# Never Tried Crate Training Before - What Size Crate? Tips?



## Noah & Zoe's Mom (Jan 31, 2011)

We just adopted a 6 week old golden pup yesterday. I have never tried crate training before and am considering it for this puppy. What size crate do I need? (I know big enough for his adult size, but how big of a crate is that?) I've googled it online so I have some idea of what to do, but any tips would be great. Thanks!


----------



## goldensrbest (Dec 20, 2007)

value crates. com, good buys, get the 42 inch, so you will have it when he is older, can come in handy, crate trainnning , i think, is the only way to go, when housebreaking, have done house breaking, that way, for 5 dogs.


----------



## lynn1970 (Feb 6, 2011)

We crate trained our pup. It made potty training super easy. Most of the large crates come with a divider panel so you can block off the space you don't need and adjust it as he grow.

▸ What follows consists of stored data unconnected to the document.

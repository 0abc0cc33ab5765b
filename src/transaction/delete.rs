use rusqlite::Connection;

use crate::{Error, database_id::TransactionId};

type RowsAffected = usize;

/// Delete the transaction `id`. Deleting a missing transaction is not an error.
pub fn delete_transaction(id: TransactionId, connection: &Connection) -> Result<RowsAffected, Error> {
    connection
        .execute("DELETE FROM transactions WHERE id = :id", &[(":id", &id)])
        .map_err(Error::from)
}
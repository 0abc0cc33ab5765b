//! The aggregate queries behind each report.

use rusqlite::Connection;

use crate::{
    Error,
    report::kind::{Period, ReportKind},
};

/// One agent's total for a report period.
#[derive(Debug, Clone, PartialEq)]
pub struct AggregateRow {
    /// The agent's name.
    pub agent_name: String,
    /// The summed volume or the transaction count, zero if the agent had no
    /// transactions in the period.
    pub value: f64,
}

/// Get the total for every agent over `period`, largest first.
///
/// Every agent appears exactly once. Agents with equal totals are ordered by
/// their ID.
///
/// # Errors
/// Returns an [Error::SqlError] if there is an SQL error.
pub fn get_report_rows(
    kind: ReportKind,
    period: &Period,
    connection: &Connection,
) -> Result<Vec<AggregateRow>, Error> {
    let aggregate = if kind.is_volume() {
        "COALESCE(SUM(t.volume), 0.0)"
    } else {
        "CAST(COUNT(t.id) AS REAL)"
    };

    let query = format!(
        "SELECT a.name, {aggregate} AS value
        FROM agents a
        LEFT JOIN transactions t
            ON t.agent_id = a.id AND strftime(?1, t.date) = ?2
        GROUP BY a.id
        ORDER BY value DESC, a.id ASC"
    );

    let mut statement = connection.prepare(&query)?;

    statement
        .query_map((period.strftime_format(), period.to_string()), |row| {
            Ok(AggregateRow {
                agent_name: row.get(0)?,
                value: row.get(1)?,
            })
        })?
        .map(|maybe_row| maybe_row.map_err(Error::from))
        .collect()
}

Thanks, goldnesrbest, for suggesting value crate. Best prices I've seen for crates. We need a new one, the one we have now is not tall enough anymore. Ordered a new one tonight. Thanks again.


----------



## ebenjamin85 (Apr 13, 2008)

We went with an X-Large wire crate with a puppy divider gate. Good luck and congrats on your new puppy!


----------



## goldensrbest (Dec 20, 2007)

Glad,to help, learned about them , from someone,on here.


----------



## Noah & Zoe's Mom (Jan 31, 2011)

Thank you! I'm going to check out that website!


----------



## Alfie's mom (Apr 26, 2011)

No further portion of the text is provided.